Enhanced percutaneous absoption of piroxicam via salt formation with ethanolamines

Purpose. The aim of this work was to prepare piroxicam-ethanolamine salts (PX-EAs) with improved physicochemical properties for transdermal application. Methods. The physicochemical properties of prepared salts were investigated by DSC and FT-IR. Their percutaneous absorption characteristics across hairless mouse skin and the effect of various enhancers were studied using a flow-through diffusion cell system. Results. Three piroxicam-ethanolamine salts were prepared.

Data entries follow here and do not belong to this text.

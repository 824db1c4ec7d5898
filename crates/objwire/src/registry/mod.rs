// SPDX-License-Identifier: Apache-2.0 OR MIT
// Copyright (c) 2025-2026 naskel.com

//! Encoder registry and dispatch.
//!
//! An append-only table mapping a value category to the encoder
//! responsible for it. Resolution order: exact category match, then the
//! fixed structural capability checks in registration order, then failure
//! with [`CodecError::UnsupportedType`]. Registration happens during
//! codec assembly only; a built codec never mutates its registry, so
//! lookups are safe from any number of concurrent encode calls.

use crate::codec::Codec;
use crate::envelope::Envelope;
use crate::error::{CodecError, Result};
use crate::value::{TypeHandle, Value};
use std::collections::HashMap;

/// Encoder strategy for one value category.
pub type EncoderFn = fn(&Codec, &Value) -> Result<Envelope>;

/// Exactly matchable value categories.
///
/// Runtime-generated record types and their instances have no exact
/// category (each generated type is distinct); they are reached through
/// the capability checks, as are wire-export objects.
#[derive(Debug, Clone, Copy, PartialEq, Eq, Hash)]
pub enum EncodeTarget {
    None,
    Bool,
    Int,
    Float,
    Str,
    Complex,
    List,
    Tuple,
    Dict,
    Array,
    Dtype,
    Type,
    Callable,
}

impl EncodeTarget {
    /// Exact category of a value, if it has one.
    pub fn of(value: &Value) -> Option<Self> {
        match value {
            Value::None => Some(Self::None),
            Value::Bool(_) => Some(Self::Bool),
            Value::Int(_) => Some(Self::Int),
            Value::Float(_) => Some(Self::Float),
            Value::Str(_) => Some(Self::Str),
            Value::Complex { .. } => Some(Self::Complex),
            Value::List(_) => Some(Self::List),
            Value::Tuple(_) => Some(Self::Tuple),
            Value::Dict(_) => Some(Self::Dict),
            Value::Array(_) => Some(Self::Array),
            Value::Dtype(_) => Some(Self::Dtype),
            Value::Type(TypeHandle::Named { .. }) => Some(Self::Type),
            Value::Type(TypeHandle::Record(_)) => None,
            Value::Record(_) => None,
            Value::Callable(_) => Some(Self::Callable),
            Value::Exported(_) => None,
        }
    }
}

/// Fixed structural capability checks, consulted after exact dispatch.
#[derive(Debug, Clone, Copy, PartialEq, Eq)]
pub enum Capability {
    /// A runtime-generated record type used as data.
    RecordType,
    /// An instance of a runtime-generated record type.
    RecordInstance,
    /// Object implementing the wire-export capability.
    WireExport,
}

impl Capability {
    fn matches(&self, value: &Value) -> bool {
        match self {
            Self::RecordType => matches!(value, Value::Type(TypeHandle::Record(_))),
            Self::RecordInstance => matches!(value, Value::Record(_)),
            Self::WireExport => matches!(value, Value::Exported(_)),
        }
    }
}

/// The process-wide, write-once/read-many table of encoders.
#[derive(Default)]
pub struct Registry {
    exact: HashMap<EncodeTarget, EncoderFn>,
    capabilities: Vec<(Capability, EncoderFn)>,
}

impl Registry {
    pub fn new() -> Self {
        Self::default()
    }

    /// Associate an exact value category with an encoder.
    pub fn register_encoder(&mut self, target: EncodeTarget, encoder: EncoderFn) {
        self.exact.insert(target, encoder);
    }

    /// Append a capability check with its encoder.
    pub fn register_capability(&mut self, capability: Capability, encoder: EncoderFn) {
        self.capabilities.push((capability, encoder));
    }

    /// Select the most specific registered encoder for a value.
    ///
    /// Pure function of the registry contents and the value's category;
    /// no I/O, no side effects.
    pub fn dispatch(&self, value: &Value) -> Result<EncoderFn> {
        if let Some(target) = EncodeTarget::of(value) {
            if let Some(encoder) = self.exact.get(&target) {
                return Ok(*encoder);
            }
        }
        for (capability, encoder) in &self.capabilities {
            if capability.matches(value) {
                log::debug!(
                    "[DISPATCH] {} handled via capability {:?}",
                    value.category(),
                    capability
                );
                return Ok(*encoder);
            }
        }
        Err(CodecError::UnsupportedType(value.category().to_string()))
    }
}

Piroxicam monoethanolamine salt (PX-MEA) and piroxicam diethanolamine salt (PX-DEA) had higher solubility than piroxicam in most of vehicles tested and a higher permeation rate across the skin. The solubility and permeation rate of piroxicam triethanolamine salt (PX-TEA) was lower than those of piroxicam in most of vehicles tested. However, there was no significant change in octanol/water partition coefficient by salt formation. Salt formation lowered the melting point of piroxicam and, of the systems examined, PX-DEA showed the lowest melting point. When the effect of various enhancers were evaluated, nonionic surfactants having medium HLB, an alkyl chain length of C18 and an ethylene oxide chain were better able to modify the permeability of the stratum corneum and to promote the effective penetration of piroxicam and PX-EAs. Conclusions. Piroxicam salt formation with MEA and DEA improved the physicochemical properties and enhanced the skin permeability of piroxicam.